Typical fine-tuning jobs for LLMs merge the adapter weights with the original base model, but using software such as Hugging Face’s PEFT library allows for fine-tuning with adapter separation.

Follow the steps outlined in this AWS Machine Learning blog post to fine-tune Meta’s Llama 2 and get the separated LoRA adapter in Amazon S3.

[Optional] Use adapters from Amazon S3

LoRAX can pull adapter files from Amazon S3 at runtime.
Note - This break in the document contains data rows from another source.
#[cfg(test)]
mod tests {
    use super::*;
    use crate::execution::context::ControlEnv;
    use crate::execution::control::ExecutionStatus;
    use crate::model::Value;
    use crate::runtime::{RuntimeRegistry, ScriptRuntime};
    use std::sync::Arc;

    fn control(yaml: &str) -> BasicControl {
        let definition: BlockDefinition = serde_yaml::from_str(yaml).unwrap();
        let env = ControlEnv::new(Arc::new(RuntimeRegistry::new()));
        BasicControl::new(ControlCore::new(Arc::new(definition), "Test", env))
    }

    const TOGGLE: &str = r#"
kind: basic
id: Toggle
variables:
  - name: Count
    dataType: int32
    variableType: inOut
    defaultValue: 0
events:
  - name: Flip
    isInput: true
  - name: Flipped
functions:
  - id: bump
    source: "Count = Count + 1"
executionControlChart:
  initialState: Off
  states:
    - name: Off
    - name: On
  transitions:
    - fromState: Off
      toState: On
      triggerEvent: Flip
      actions: [bump]
      defaultOutputEvents: [Flipped]
    - fromState: On
      toState: Off
      triggerEvent: Flip
      actions: [bump]
      defaultOutputEvents: [Flipped]
"#;

    #[tokio::test]
    async fn test_state_persists_across_runs() {
        let control = control(TOGGLE);
        let request = RunBlockRequest::new();

        let first = control.execute(&request, None).await.unwrap();
        assert_eq!(first.from_state.as_deref(), Some("Off"));
        assert_eq!(first.final_state.as_deref(), Some("On"));
        assert_eq!(first.output_events, vec!["Flipped".to_string()]);

        let second = control.execute(&request, None).await.unwrap();
        assert_eq!(second.final_state.as_deref(), Some("Off"));
        assert_eq!(control.core().cell("Count").unwrap().as_i64(), Some(2));
        assert_eq!(control.core().status(), ExecutionStatus::Completed);
    }

    #[tokio::test]
    async fn test_unknown_trigger_is_routing_error() {
        let control = control(TOGGLE);
        let request = RunBlockRequest::new().with_trigger("Nope");

        let err = control.execute(&request, None).await.unwrap_err();
        assert!(matches!(err, EngineError::Routing { ref message, .. } if message.contains("transition not found")));
        assert_eq!(control.core().status(), ExecutionStatus::Failed);
        assert_eq!(control.core().last_exception(), Some(err));
        assert!(control.core().is_idle());
    }

    #[tokio::test]
    async fn test_terminate_keeps_partial_result() {
        let control = control(
            r#"
kind: basic
id: Stopper
variables:
  - name: Out
    dataType: string
    variableType: output
events:
  - name: Go
    isInput: true
functions:
  - id: stop
    source: "Out = 'partial'; emit('Halted'); terminate('enough'); Out = 'never'"
executionControlChart:
  initialState: A
  states:
    - name: A
    - name: B
  transitions:
    - fromState: A
      toState: B
      triggerEvent: Go
      actions: [stop]
"#,
        );

        let err = control
            .execute(&RunBlockRequest::new(), None)
            .await
            .unwrap_err();
        assert!(err.is_graceful_termination());

        let partial = control.core().last_result().unwrap();
        assert_eq!(partial.final_state.as_deref(), Some("B"));
        assert_eq!(partial.output_events, vec!["Halted".to_string()]);
        assert_eq!(control.core().cell("Out").unwrap().get(), Value::from("partial"));
        assert_eq!(control.core().status(), ExecutionStatus::Completed);
    }

    #[tokio::test]
    async fn test_runtime_error_names_transition() {
        let control = control(
            r#"
kind: basic
id: Broken
events:
  - name: Go
    isInput: true
functions:
  - id: fail
    source: "1 / 0"
executionControlChart:
  initialState: A
  states:
    - name: A
  transitions:
    - fromState: A
      toState: A
      triggerEvent: Go
      actions: [fail]
"#,
        );

        let err = control
            .execute(&RunBlockRequest::new(), None)
            .await
            .unwrap_err();
        match err {
            EngineError::Runtime { block, context, .. } => {
                assert_eq!(block, "Test");
                assert_eq!(context, "A -> A / fail");
            }
            other => panic!("unexpected error: {other:?}"),
        }
    }

    #[test]
    fn test_push_unique() {
        let mut events = vec!["A".to_string()];
        push_unique(&mut events, "A");
        push_unique(&mut events, "B");
        assert_eq!(events, vec!["A".to_string(), "B".to_string()]);
    }

    #[tokio::test]
    async fn test_scopes_released_when_action_fails() {
        let runtime = ScriptRuntime::new();
        let registry = RuntimeRegistry::empty().with_runtime(Arc::new(runtime.clone()));
        let definition: BlockDefinition = serde_yaml::from_str(
            r#"
kind: basic
id: HalfBroken
variables:
  - name: Count
    dataType: int32
    variableType: output
events:
  - name: Go
    isInput: true
functions:
  - id: count
    source: "Count = 1"
  - id: fail
    source: "Count / 0"
executionControlChart:
  initialState: A
  states:
    - name: A
  transitions:
    - fromState: A
      toState: A
      triggerEvent: Go
      actions: [count, fail]
"#,
        )
        .unwrap();
        let control = BasicControl::new(ControlCore::new(
            Arc::new(definition),
            "HalfBroken",
            ControlEnv::new(Arc::new(registry)),
        ));

        let err = control
            .execute(&RunBlockRequest::new(), Some("warm"))
            .await
            .unwrap_err();
        assert!(matches!(err, EngineError::Runtime { .. }));
        assert_eq!(control.core().cell("Count").unwrap().as_i64(), Some(1));
        assert_eq!(runtime.cached_programs("warm"), 0);
    }
}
You can use this capability by adding adapter_id and adapter_source within the body of the request. The first time a new adapter is requested, it can take some time to load into the server, but requests afterwards will load from server memory. This is the optimal method when running LoRAX in production environments compared to importing from Hugging Face because it doesn’t involve runtime dependencies.

curl 127.0.0.1:8080/generate 
-X POST 
-d '{
  "inputs": "What is process mining?",
  "parameters": {
    "max_new_tokens": 64,
    "adapter_id": "<your-adapter-s3-bucket-path>",
    "adapter_source": "s3"
  }
}' 
-H 'Content-Type: application/json'

[Optional] Use custom models from Amazon S3

LoRAX also can load custom language models from Amazon S3. If the model architecture is supported in the LoRAX documentation, you can specify a bucket name to pull the weights from, as shown in the following code example. Refer to the previous optional section on separating adapter weights from base model weights to customize your own language model.

volume=$PWD/data
bucket_name=<s3-bucket-name>
model=<model-directory-name>

docker run --gpus all --shm-size 1g -e PREDIBASE_MODEL_BUCKET=$bucket_name -p 8080:80 -v $volume:/data ghcr.io/predibase/lorax:latest --model-id $model

Reliable deployments using Amazon S3 for model and adapter storage

Storing models and adapters in Amazon S3 offers a more dependable solution for consistent deployments compared to relying on third-party services such as Hugging Face. By managing your own storage, you can implement robust protocols so your models and adapters remain accessible when needed. Additionally, you can use this approach to maintain version control and isolate your assets from external sources, which is crucial for regulatory compliance and governance.

For even greater flexibility, you can use virtual file systems such as Amazon EFS or Amazon FSx for Lustre. You can use these services to mount the same models and adapters across multiple instances, facilitating seamless access in environments with auto scaling setups. This means that all instances, whether scaling up or down, have uninterrupted access to the necessary resources, enhancing the overall reliability and scalability of your deployments.

Cost comparison and advisory on scaling

Using the LoRAX inference containers on EC2 instances means that you can drastically reduce the costs of hosting multiple fine-tuned versions of language models by storing all adapters in memory and swapping dynamically at runtime. Because LLM adapters are typically a fraction of the size of the base model, you can efficiently scale your infrastructure according to server usage and not by individual variant utilization. LoRA adapters are usually anywhere from 1/10th to 1/4th the size of the base model. But, again, it depends on the implementation and complexity of the task that the adapter is being trained on or for. Regular adapters can be as large as the base model.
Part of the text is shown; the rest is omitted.